Firstly read Patricia King talking about the connection between cyber evangelism and the long awaited great harvest of souls. An excerpt: "I feel the Spirit of God inviting every Believer and ministry who has access to the internet to use this tool with intentionality for reaching the lost. Every effort small or large can make impact!"
Secondly watch the Kandice Longsteth episode of The Journey Home, and pay particular attention to how much of her journey was done online before ever talking to a Catholic or going to a Catholic Mass. Pay attention too, to the questions she gets towards the end of the episode.
There was another Journey Home episode, a repeat episode, which aired recently, Kelly Nieto's maybe, that also contained internet browsing as the first step where her journey home to the Catholic church began to accelerate.
There are a multitude of good Catholic resources available online, but there's also plenty of less useful stuff.
Many Catholic parishes have reasonable websites, but few of them are user friendly for outsiders wondering about what life is like on the inside. It would take so little to have an extra web-page entitled, 'Investigating Catholicism?' or similar and to then have curated lists of good resources for topics like Who is Jesus?, Mary, Authority, Sacraments, Salvation, Church History, the Mass, the Rosary etc. Lists with links to video, podcasts, books, articles etc that provide useful answers.
Making those curated lists should be easy. Chat to those who have been through the RCIA (Rite of Christian Initiation of Adults) over the past 5 years, and their team members and ask them which resources helped them the most. Write down their answers, make sure the links still work, and prepare lists and put them online.
But every path must intersect at some point with a person with skin on, a Catholic who can be the interface between the outsider and the local community of faith. This is where your Social Media Apostles come in.
Many outsiders don't know someone who is visibly Catholic. How will they find one? If they are already investigating the doctrines of the Church through online means, chances are they will either look for or stumble across someone online through a blog, an article, a comment, or a social media posting.
The primary way outsiders will find a local Catholic to connect with is through Facebook, because Facebook is the most locally connected of the social media sites. We need more Catholics who are willing to be visible Catholics to be online, particularly through Facebook.
What does that mean? It means posting and liking and sharing content that is more than holidays, pets and family gatherings. It means getting some Catholic content coming into your social media feed, eg from the Vatican, your local diocese, your local Catholic news service (eg The Catholic Weekly, The Catholic Leader) and international Catholic news services (eg Catholic News Agency, ChurchPOP), and then liking and sharing anything with quality.

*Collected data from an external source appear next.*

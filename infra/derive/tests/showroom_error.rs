#[test]
fn showroom_error_ui() {
    let t = trybuild::TestCases::new();
    t.pass("tests/ui/showroom_error_pass.rs");
}
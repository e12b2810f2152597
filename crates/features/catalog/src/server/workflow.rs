//! Brand use cases, independent of HTTP.
//!
//! Every operation returns an outcome the handlers turn into a page or a redirect.
//! Validation failures, blocked deletes and rejected uploads are outcomes, not errors.

use super::store::{CatalogStore, Collection};
use super::upload::{LogoUploader, UploadError, UploadedFile};
use crate::domain::{Brand, BrandForm, BrandId, FormValues, Model, ValidationFailure};
use crate::error::CatalogError;
use std::borrow::Cow;
use tracing::{info, instrument, warn};

/// Record counts shown on the catalog home page.
#[derive(Debug, Clone, Copy, Default, PartialEq, Eq)]
pub struct Counts {
    pub brands: u64,
    pub models: u64,
    pub features: u64,
}

/// A brand with the models that reference it.
#[derive(Debug, Clone, PartialEq, Eq)]
pub struct BrandPage {
    pub brand: Brand,
    pub models: Vec<Model>,
}

#[derive(Debug, Clone, PartialEq, Eq)]
pub enum Submission {
    Saved(Brand),
    /// A brand with the submitted name already exists; nothing was written.
    Existing(Brand),
    Rejected(ValidationFailure),
}

#[derive(Debug, Clone, PartialEq, Eq)]
pub enum Deletion {
    Removed,
    Blocked { brand: Brand, models: Vec<Model> },
}

#[derive(Debug, Clone, PartialEq, Eq)]
pub enum LogoUpload {
    Stored(Brand),
    Rejected { brand: Brand, message: Cow<'static, str> },
}

#[derive(Debug)]
pub struct BrandWorkflow<S> {
    store: S,
    uploader: LogoUploader,
}

fn parse_id(raw: &str) -> Result<BrandId, CatalogError> {
    BrandId::parse(raw).ok_or_else(|| CatalogError::not_found(format!("brand '{raw}'")))
}

impl<S: CatalogStore> BrandWorkflow<S> {
    pub const fn new(store: S, uploader: LogoUploader) -> Self {
        Self { store, uploader }
    }

    pub const fn uploader(&self) -> &LogoUploader {
        &self.uploader
    }

    async fn existing(&self, id: &BrandId) -> Result<Brand, CatalogError> {
        self.store.brand(id).await?.ok_or_else(|| CatalogError::not_found(format!("brand '{id}'")))
    }

    async fn with_models(&self, id: &BrandId) -> Result<BrandPage, CatalogError> {
        let (brand, models) = tokio::try_join!(self.store.brand(id), self.store.models_of(id))?;
        let brand = brand.ok_or_else(|| CatalogError::not_found(format!("brand '{id}'")))?;
        Ok(BrandPage { brand, models })
    }

    /// # Errors
    /// Store failures.
    #[instrument(skip(self))]
    pub async fn home(&self) -> Result<Counts, CatalogError> {
        let (brands, models, features) = tokio::try_join!(
            self.store.count(Collection::Brands),
            self.store.count(Collection::Models),
            self.store.count(Collection::Features),
        )?;
        Ok(Counts { brands, models, features })
    }

    /// All brands, sorted by name.
    ///
    /// # Errors
    /// Store failures.
    #[instrument(skip(self))]
    pub async fn list(&self) -> Result<Vec<Brand>, CatalogError> {
        self.store.brands().await
    }

    /// # Errors
    /// [`CatalogError::NotFound`] for malformed or unknown ids.
    #[instrument(skip(self))]
    pub async fn detail(&self, id: &str) -> Result<BrandPage, CatalogError> {
        self.with_models(&parse_id(id)?).await
    }

    /// Blank values for the create form.
    #[must_use]
    pub fn create_form(&self) -> FormValues {
        FormValues::default()
    }

    /// Validates and creates, unless a brand with the same name exists.
    ///
    /// The name lookup and the insert are separate statements; two concurrent
    /// submissions of a new name can both insert.
    ///
    /// # Errors
    /// Store failures.
    #[instrument(skip(self, form))]
    pub async fn create(&self, form: &BrandForm) -> Result<Submission, CatalogError> {
        let input = match form.validate() {
            Ok(input) => input,
            Err(failure) => return Ok(Submission::Rejected(failure)),
        };

        if let Some(existing) = self.store.brand_by_name(&input.name).await? {
            info!(id = %existing.id, "Brand already exists");
            return Ok(Submission::Existing(existing));
        }

        let brand = self.store.insert_brand(&input).await?;
        info!(id = %brand.id, name = %brand.name, "Brand created");
        Ok(Submission::Saved(brand))
    }

    /// # Errors
    /// [`CatalogError::NotFound`] for malformed or unknown ids.
    #[instrument(skip(self))]
    pub async fn update_form(&self, id: &str) -> Result<Brand, CatalogError> {
        self.existing(&parse_id(id)?).await
    }

    /// Replaces name and founded date. The logo is kept.
    ///
    /// # Errors
    /// [`CatalogError::NotFound`] for malformed or unknown ids.
    #[instrument(skip(self, form))]
    pub async fn update(&self, id: &str, form: &BrandForm) -> Result<Submission, CatalogError> {
        let id = parse_id(id)?;
        let current = self.existing(&id).await?;

        let input = match form.validate() {
            Ok(input) => input,
            Err(failure) => return Ok(Submission::Rejected(failure)),
        };

        let brand = self.store.replace_brand(&current.id, &input).await?;
        info!(id = %brand.id, "Brand updated");
        Ok(Submission::Saved(brand))
    }

    /// The brand and its models, for the delete confirmation.
    ///
    /// # Errors
    /// [`CatalogError::NotFound`] for malformed or unknown ids.
    #[instrument(skip(self))]
    pub async fn delete_form(&self, id: &str) -> Result<BrandPage, CatalogError> {
        self.with_models(&parse_id(id)?).await
    }

    /// Removes the brand unless a model still references it. A brand that no longer
    /// exists counts as removed.
    ///
    /// # Errors
    /// [`CatalogError::NotFound`] for malformed ids, store failures.
    #[instrument(skip(self))]
    pub async fn delete(&self, id: &str) -> Result<Deletion, CatalogError> {
        let id = parse_id(id)?;
        let (brand, models) = tokio::try_join!(self.store.brand(&id), self.store.models_of(&id))?;

        match brand {
            Some(brand) if !models.is_empty() => {
                warn!(id = %id, models = models.len(), "Brand delete blocked by models");
                Ok(Deletion::Blocked { brand, models })
            }
            Some(_) => {
                self.store.remove_brand(&id).await?;
                info!(id = %id, "Brand deleted");
                Ok(Deletion::Removed)
            }
            None => Ok(Deletion::Removed),
        }
    }

    /// # Errors
    /// [`CatalogError::NotFound`] for malformed or unknown ids.
    #[instrument(skip(self))]
    pub async fn upload_form(&self, id: &str) -> Result<Brand, CatalogError> {
        self.existing(&parse_id(id)?).await
    }

    /// Stores the logo and points the brand at it. Rejected files leave the brand as is.
    ///
    /// # Errors
    /// [`CatalogError::NotFound`] for malformed or unknown ids, store failures.
    #[instrument(skip(self, file))]
    pub async fn upload_logo(
        &self,
        id: &str,
        file: Result<UploadedFile, UploadError>,
    ) -> Result<LogoUpload, CatalogError> {
        let brand = self.existing(&parse_id(id)?).await?;

        let stored = match file {
            Ok(file) => self.uploader.store(&file).await,
            Err(err) => Err(err),
        };

        match stored {
            Ok(logo) => match self.store.set_logo(&brand.id, &logo).await {
                Ok(brand) => Ok(LogoUpload::Stored(brand)),
                Err(err) => {
                    self.uploader.discard(&logo).await;
                    Err(err)
                }
            },
            Err(err) => {
                warn!(id = %brand.id, error = %err, "Logo upload rejected");
                Ok(LogoUpload::Rejected { brand, message: err.message() })
            }
        }
    }
}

Will you get negative feedback if you do? Sometimes. It is part of the cost of being a disciple of the One who died on the Cross for us.
Part 1 is get some curated Catholic content on parish websites for inquirers to find. Part 2 is getting parishioners active on social media. However, a part 3 is also needed, and that's a combination of regular training and encouragement: Training in helping people through the Catholic maze and encouragement to withstand the negative feedback: and encouragement to be patient and welcoming with any inquirers who make contact with them.
A monthly get together of parish Social Media Apostles would be enough.
At that monthly meeting you could pray for each other, and for all the inquirers who have made contact, (past and present) and you could also pray and ask God's blessing over your devices (phones, iPads, computers etc). At such a meeting you could also share any good content you found and discuss whether it should get added to the parish's 'Investigating Catholicism?' page. Obviously if the answer is 'Yes', waste no time in getting it added!
These three Parts can be begun now, and should be begun now, and with urgency, so as to get people positioned to welcome and handle influxes of inquirers as they begin to increase.
I'll finish with Patricia King's challenge…
'If 500 or maybe 1000 new believers were to come to the Lord in your church or area overnight, how would they be discipled? Your church might not be ready for this yet. In the coming harvest it is probable that hundreds of thousands and even millions will come to the Lord in one sweep of the sickle. Through the internet we can be assured that they can have access to all they need for foundational teaching, and through social media we can reach them relationally with pastoral mentoring and input.'
St Maximillian Kolbe, pioneer of mass media evangelisation, pray for us
Blessed Titus Brandsma, patron of Catholic bloggers, pray for us
Our Lady, Help of Christians, Star of the New Evangelisation, pray for us
PS. When you curate your resources for inquirers, and find that there's a hole you can't fill - that's your cue to write some new resources or to commission some.
PPS. You are likely to have a lot of links to books on your inquirer's page, so investigate Amazon Associates. (links below). Small referral fees for promoted books could add up to a tidy income stream for your parish.
Affiliate Link Tutorial
PPPS. I have added two new webpages, 'Could God be real?' and 'Could Catholicism be true?', and have begun to create lists of resources. You are welcome to use them as templates or starting points for your own personal and parish websites.